The good news is that: (1) we don’t have to experience full volitional control over our thoughts (something which clearly is impossible), in order to fully appreciate them all; and (2) in the same way that we can shape at least certain of the snowflakes into a snowman, we can sculpt, shape and creatively influence our thinking processes, in certain ways. In other words: while we as a bodymind we do not control all of our thoughts, we have at least apparent control over some of them – and this can be a source of great joy and freedom: it's part of the play of a human bodymind!
Consider, also, your human bodymind itself as being a bit like a snowman: a joint creation of sky and clouds and a spark of creativity. Moment by moment, crystalline flakes are falling – and moment by moment we have a hand in shaping them in this way or that. At least to some extent, we can indeed cultivate our human body and mind, in much the same way that we can create a snowman out of the snow that has fallen in our yard.

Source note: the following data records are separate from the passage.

use anyhow::Result;
use clap::{Args, Parser, Subcommand};
use std::path::PathBuf;
use weft::commands::{gates, graph, run, validate};
use weft::config::ConfigOverrides;
use weft::GateSource;

#[derive(Parser)]
#[command(name = "weft")]
#[command(
    about = "Run declarative plans: dependency-ordered tasks followed by quality gates",
    long_about = None
)]
#[command(version)]
struct Cli {
    /// Increase diagnostic output (-v info, -vv debug); RUST_LOG takes precedence
    #[arg(short, long, action = clap::ArgAction::Count, global = true)]
    verbose: u8,

    #[command(subcommand)]
    command: Commands,
}

#[derive(Subcommand)]
enum Commands {
    /// Parse and validate a plan without running it
    Validate {
        /// Path to the plan file
        plan_path: PathBuf,
    },

    /// Execute a plan's tasks in dependency order, then its quality gates
    Run {
        /// Path to the plan file
        plan_path: PathBuf,

        #[command(flatten)]
        engine: EngineArgs,

        /// Keep running independent tasks after a task fails
        #[arg(long)]
        continue_on_error: bool,

        /// Maximum number of tasks running at once
        #[arg(short = 'p', long)]
        max_parallel: Option<usize>,

        /// Timeout in seconds for tasks that do not declare one
        #[arg(long)]
        timeout: Option<f64>,

        /// Print the execution report as JSON
        #[arg(long)]
        json: bool,
    },

    /// Run only the quality gates of a plan
    Gates {
        /// Path to the plan file
        plan_path: PathBuf,

        #[command(flatten)]
        engine: EngineArgs,

        /// List gates in execution order without running them
        #[arg(long)]
        list: bool,

        /// Print gate results as JSON
        #[arg(long)]
        json: bool,
    },

    /// Show the task dependency graph as parallel layers
    Graph {
        /// Path to the plan file
        plan_path: PathBuf,
    },
}

#[derive(Args)]
struct EngineArgs {
    /// Engine config file (default: weft.toml next to the plan)
    #[arg(short, long)]
    config: Option<PathBuf>,

    /// Simulate execution without spawning any process
    #[arg(long)]
    dry_run: bool,

    /// Where quality gates come from
    #[arg(long, value_enum)]
    gates: Option<GateSource>,
}

impl EngineArgs {
    fn overrides(&self) -> ConfigOverrides {
        ConfigOverrides {
            dry_run: self.dry_run,
            gates: self.gates,
            ..ConfigOverrides::default()
        }
    }
}

fn main() -> Result<()> {
    let cli = Cli::parse();
    weft::logging::init(cli.verbose);

    match cli.command {
        Commands::Validate { plan_path } => validate::execute(&plan_path),
        Commands::Run {
            plan_path,
            engine,
            continue_on_error,
            max_parallel,
            timeout,
            json,
        } => {
            let overrides = ConfigOverrides {
                max_parallel,
                continue_on_error,
                default_timeout_secs: timeout,
                ..engine.overrides()
            };
            let cancel = weft::commands::install_interrupt_handler()?;
            run::execute(
                run::RunOptions {
                    plan_path,
                    config_path: engine.config,
                    overrides,
                    json,
                },
                cancel,
            )
        }
        Commands::Gates {
            plan_path,
            engine,
            list,
            json,
        } => {
            let cancel = weft::commands::install_interrupt_handler()?;
            gates::execute(
                gates::GatesOptions {
                    plan_path,
                    overrides: engine.overrides(),
                    config_path: engine.config,
                    list,
                    json,
                },
                cancel,
            )
        }
        Commands::Graph { plan_path } => graph::execute(&plan_path),
    }
}
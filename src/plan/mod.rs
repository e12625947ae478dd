//! Plan parsing and schema validation
//!
//! This module handles:
//! - Decoding plan documents (YAML) into the typed plan model
//! - Validating tasks, quality gates and the dependency graph
//! - Building execution graphs for the scheduler

pub mod graph;
pub mod parser;
pub mod schema;

pub use graph::{ExecutionGraph, TaskNode};
pub use parser::{parse, parse_plan, parse_plan_content, ParsedPlan};
pub use schema::{
    AgentInput, AgentKind, ExecutionStrategy, GateKind, GateSettings, Plan, PlanMetadata,
    QualityGateConfig, RetryPolicy, Task, TaskAction, TaskKind, ValidationError,
    ValidationErrorKind, ValidationWarning,
};
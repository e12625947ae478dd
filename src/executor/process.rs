//! Low-level command execution with timeout, cancellation and bounded output

use std::collections::BTreeMap;
use std::io::Read;
use std::path::{Path, PathBuf};
use std::process::{Child, Command, Stdio};
use std::sync::mpsc;
use std::thread;
use std::time::{Duration, Instant};
use thiserror::Error;
use tracing::{debug, error, instrument, warn};
use wait_timeout::ChildExt;

use super::config::{CancelFlag, POLL_INTERVAL};

/// Timeout for collecting output from child process pipes
const OUTPUT_COLLECTION_TIMEOUT: Duration = Duration::from_secs(10);

/// Maximum captured output per stream (10MB)
const MAX_OUTPUT_SIZE: usize = 10 * 1024 * 1024;

/// Engine-side failure to run a command at all
#[derive(Error, Debug)]
pub enum ProcessError {
    #[error("no shell configured to run commands")]
    NoShell,

    #[error("failed to spawn command `{command}`: {source}")]
    Spawn {
        command: String,
        #[source]
        source: std::io::Error,
    },

    #[error("failed to wait for command `{command}`: {source}")]
    Wait {
        command: String,
        #[source]
        source: std::io::Error,
    },
}

/// Everything needed to spawn one task process
#[derive(Debug, Clone)]
pub struct ProcessSpec<'a> {
    pub command: &'a str,
    pub shell: &'a [String],
    pub working_dir: Option<&'a Path>,
    pub env: &'a BTreeMap<String, String>,
    pub timeout: Option<Duration>,
}

/// Captured result of one process run
#[derive(Debug, Clone)]
pub struct ProcessOutcome {
    pub exit_code: Option<i32>,
    pub stdout: String,
    pub stderr: String,
    pub duration: Duration,
    /// Killed because the timeout elapsed
    pub timed_out: bool,
    /// Killed because the run was cancelled
    pub cancelled: bool,
}

impl ProcessOutcome {
    pub fn succeeded(&self) -> bool {
        self.exit_code == Some(0) && !self.timed_out && !self.cancelled
    }
}

/// Run a shell command and wait for it, killing its process group on timeout
/// or cancellation.
///
/// Output is drained on reader threads while waiting, so a chatty child can
/// never block on a full pipe.
#[instrument(
    skip_all,
    fields(
        command = spec.command,
        timeout_ms = spec.timeout.map(|t| t.as_millis() as u64)
    )
)]
pub fn run_process(
    spec: &ProcessSpec<'_>,
    cancel: &CancelFlag,
) -> Result<ProcessOutcome, ProcessError> {
    let start = Instant::now();
    let mut child = spawn_shell_command(spec)?;

    let stdout_rx = drain(child.stdout.take());
    let stderr_rx = drain(child.stderr.take());

    let deadline = spec.timeout.and_then(|t| start.checked_add(t));
    let mut timed_out = false;
    let mut cancelled = false;

    let status = loop {
        let slice = match deadline {
            Some(deadline) => deadline
                .saturating_duration_since(Instant::now())
                .min(POLL_INTERVAL),
            None => POLL_INTERVAL,
        };

        match child.wait_timeout(slice) {
            Ok(Some(status)) => break Some(status),
            Ok(None) => {}
            Err(source) => {
                kill_process_tree(&mut child);
                return Err(ProcessError::Wait {
                    command: spec.command.to_string(),
                    source,
                });
            }
        }

        if cancel.is_cancelled() {
            warn!("run cancelled, killing command");
            cancelled = true;
            kill_process_tree(&mut child);
            break None;
        }
        if deadline.is_some_and(|d| Instant::now() >= d) {
            warn!("command timed out, killing");
            timed_out = true;
            kill_process_tree(&mut child);
            break None;
        }
    };

    let duration = start.elapsed();

    // Reader threads finish once every holder of the pipes is gone
    let stdout = stdout_rx
        .recv_timeout(OUTPUT_COLLECTION_TIMEOUT)
        .unwrap_or_else(|_| "[output collection timed out]".to_string());
    let mut stderr = stderr_rx
        .recv_timeout(OUTPUT_COLLECTION_TIMEOUT)
        .unwrap_or_else(|_| "[output collection timed out]".to_string());

    if timed_out {
        let secs = spec.timeout.map(|t| t.as_secs_f64()).unwrap_or_default();
        stderr.push_str(&format!("\n[process killed after {secs}s timeout]"));
    } else if cancelled {
        stderr.push_str("\n[process killed: run cancelled]");
    }

    let exit_code = status.and_then(|s| s.code());
    debug!(
        exit_code = ?exit_code,
        timed_out,
        cancelled,
        duration_ms = duration.as_millis() as u64,
        "command finished"
    );

    Ok(ProcessOutcome {
        exit_code,
        stdout,
        stderr,
        duration,
        timed_out,
        cancelled,
    })
}

/// Spawn a command through the configured shell.
///
/// The command string is passed as a single argument. On unix the child
/// leads its own process group so the whole tree can be killed together.
fn spawn_shell_command(spec: &ProcessSpec<'_>) -> Result<Child, ProcessError> {
    let (program, args) = spec.shell.split_first().ok_or(ProcessError::NoShell)?;

    let mut cmd = Command::new(program);
    cmd.args(args)
        .arg(spec.command)
        .envs(spec.env)
        .stdin(Stdio::null())
        .stdout(Stdio::piped())
        .stderr(Stdio::piped());

    if let Some(dir) = spec.working_dir {
        cmd.current_dir(dir);
    }

    #[cfg(unix)]
    {
        use std::os::unix::process::CommandExt;
        cmd.process_group(0);
    }

    cmd.spawn().map_err(|source| {
        error!(err = %source, "failed to spawn command");
        ProcessError::Spawn {
            command: spec.command.to_string(),
            source,
        }
    })
}

fn drain<R: Read + Send + 'static>(stream: Option<R>) -> mpsc::Receiver<String> {
    let (tx, rx) = mpsc::channel();
    match stream {
        Some(stream) => {
            thread::spawn(move || {
                let _ = tx.send(read_stream_to_string(stream));
            });
        }
        None => {
            let _ = tx.send(String::new());
        }
    }
    rx
}

/// Read a stream to string, keeping at most MAX_OUTPUT_SIZE bytes.
///
/// Data past the limit is drained and discarded so the writer never sees a
/// broken pipe, and a truncation marker is appended.
fn read_stream_to_string<R: Read>(mut stream: R) -> String {
    let mut buf = Vec::new();
    let mut chunk = [0u8; 8192];

    loop {
        match stream.read(&mut chunk) {
            Ok(0) => break,
            Ok(n) => {
                let remaining = MAX_OUTPUT_SIZE.saturating_sub(buf.len());
                let to_copy = n.min(remaining);
                buf.extend_from_slice(&chunk[..to_copy]);
                if to_copy < n {
                    while stream.read(&mut chunk).unwrap_or(0) > 0 {}
                    buf.extend_from_slice(b"\n[output truncated at 10MB]");
                    break;
                }
            }
            Err(e) if e.kind() == std::io::ErrorKind::Interrupted => continue,
            Err(_) => {
                if buf.is_empty() {
                    return "[error reading output]".to_string();
                }
                break;
            }
        }
    }

    String::from_utf8_lossy(&buf).into_owned()
}

/// Kill the child and everything it spawned, then reap it
fn kill_process_tree(child: &mut Child) {
    #[cfg(unix)]
    {
        use nix::sys::signal::{killpg, Signal};
        use nix::unistd::Pid;

        if let Ok(pid) = i32::try_from(child.id()) {
            // The group may already be gone
            let _ = killpg(Pid::from_raw(pid), Signal::SIGKILL);
        }
    }
    let _ = child.kill();
    let _ = child.wait();
}

/// Resolve a task working directory against an optional base directory
pub fn resolve_working_dir(base: Option<&Path>, dir: Option<&Path>) -> Option<PathBuf> {
    match (base, dir) {
        (_, Some(dir)) if dir.is_absolute() => Some(dir.to_path_buf()),
        (Some(base), Some(dir)) => Some(base.join(dir)),
        (None, Some(dir)) => Some(dir.to_path_buf()),
        (Some(base), None) => Some(base.to_path_buf()),
        (None, None) => None,
    }
}
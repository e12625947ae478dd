//! CLI subcommands

pub mod gates;
pub mod graph;
pub mod run;
pub mod validate;

use anyhow::{Context, Result};
use colored::{ColoredString, Colorize};
use std::path::{Path, PathBuf};

use crate::config::{ConfigOverrides, EngineConfig};
use crate::engine::Engine;
use crate::executor::CancelFlag;
use crate::models::{QualityGateResult, TaskStatus};
use crate::plan::{parse_plan, ParsedPlan};

/// Lines of captured output shown under a failed task or gate
const OUTPUT_TAIL_LINES: usize = 20;

/// Parse a plan file, printing any warnings
pub(crate) fn load_plan(plan_path: &Path) -> Result<ParsedPlan> {
    let parsed = parse_plan(plan_path)
        .with_context(|| format!("Failed to parse plan: {}", plan_path.display()))?;

    for warning in &parsed.warnings {
        eprintln!("{} {}", "warning:".yellow().bold(), warning);
    }
    Ok(parsed)
}

/// Load the plan and build an engine from the discovered config plus overrides
pub(crate) fn prepare(
    plan_path: &Path,
    config_path: Option<&Path>,
    overrides: &ConfigOverrides,
    cancel: CancelFlag,
) -> Result<(ParsedPlan, Engine)> {
    let parsed = load_plan(plan_path)?;
    let config = EngineConfig::discover(config_path, Some(plan_path))
        .context("Failed to load engine config")?
        .apply_overrides(overrides)
        .context("Invalid engine config")?;

    let engine = Engine::from_config(&config, plan_dir(plan_path)).with_cancel_flag(cancel);
    Ok((parsed, engine))
}

/// Cancellation flag set by Ctrl-C
pub fn install_interrupt_handler() -> Result<CancelFlag> {
    let cancel = CancelFlag::new();
    let handler_flag = cancel.clone();
    ctrlc::set_handler(move || {
        eprintln!("\n{} Interrupted, stopping running tasks...", "!".yellow().bold());
        handler_flag.cancel();
    })
    .context("Failed to install Ctrl-C handler")?;
    Ok(cancel)
}

fn plan_dir(plan_path: &Path) -> Option<PathBuf> {
    plan_path
        .parent()
        .filter(|dir| !dir.as_os_str().is_empty())
        .map(Path::to_path_buf)
}

fn status_indicator(status: TaskStatus) -> ColoredString {
    match status {
        TaskStatus::Completed => "✓".green().bold(),
        TaskStatus::Failed => "✗".red().bold(),
        TaskStatus::Skipped => "−".yellow(),
        TaskStatus::Running => "●".blue().bold(),
        TaskStatus::Pending => "○".white().dimmed(),
    }
}

fn print_gate_result(result: &QualityGateResult) {
    let indicator = if result.passed {
        "✓".green().bold()
    } else if result.required {
        "✗".red().bold()
    } else {
        "!".yellow().bold()
    };
    let optional = if result.required { "" } else { " (optional)" };
    println!(
        "  {} {}{} {}",
        indicator,
        result.gate_id,
        optional.dimmed(),
        format!("- {} ({}ms)", result.message, result.duration.as_millis()).dimmed()
    );
    if !result.passed {
        for stream in ["stdout", "stderr"] {
            if let Some(output) = result.details.get(stream).and_then(|v| v.as_str()) {
                print_output_tail(stream, output);
            }
        }
    }
}

/// Print the last lines of a captured stream, dimmed and indented
fn print_output_tail(stream: &str, output: &str) {
    let output = output.trim_end();
    if output.is_empty() {
        return;
    }
    let lines: Vec<&str> = output.lines().collect();
    let hidden = lines.len().saturating_sub(OUTPUT_TAIL_LINES);

    println!("      {}", format!("{stream}:").dimmed());
    if hidden > 0 {
        println!("        {}", format!("... {hidden} earlier line(s)").dimmed());
    }
    for line in &lines[hidden..] {
        println!("        {}", line.dimmed());
    }
}
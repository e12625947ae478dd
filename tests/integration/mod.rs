//! Integration tests for weft plan execution
//!
//! These tests drive plans end to end through the public API: YAML text is
//! parsed, tasks run as real shell processes and gates are judged on their
//! output.

pub mod helpers;
pub mod plan_parsing;
pub mod quality_gates;
pub mod scenarios;
pub mod task_execution;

We also have a hand in cultivating the bodies and minds of so-called "others." A mother breast-feeds her newborn. You share a new idea with a friend, over tea. A massage therapist "sculpts" the bodies of his/her clients. A kind word to the grocery-store clerk brightens his/her mind.
The Sun Of Awareness
As Pure Awareness, the Mind of Tao – the sky’s luminous emptiness – we are, most essentially, the unlimited source of it all. As a bodymind, our range of apparent influence is limited, but not completely inexistent.
In the dance of the ten-thousand-things, subjective mind and objective world arise interdependently, from the womb of the Tao. Part of this play is the appearance of volitional action. Another part of the play is the flow of wuwei: non-volitional action.
Eventually – when the clouds disperse, the sun comes out, and the temperature rises – the snowman melts. This bodymind, also, will eventually dissolve, within the sun of awareness. (And moment by moment an infinity of mini-dissolutions and resurrections are happening!) But while it’s appearing, it’s kind of fun to affix a carrot as a nose, buttons as eyes, and small gemstones as the lips and teeth of a playful smile.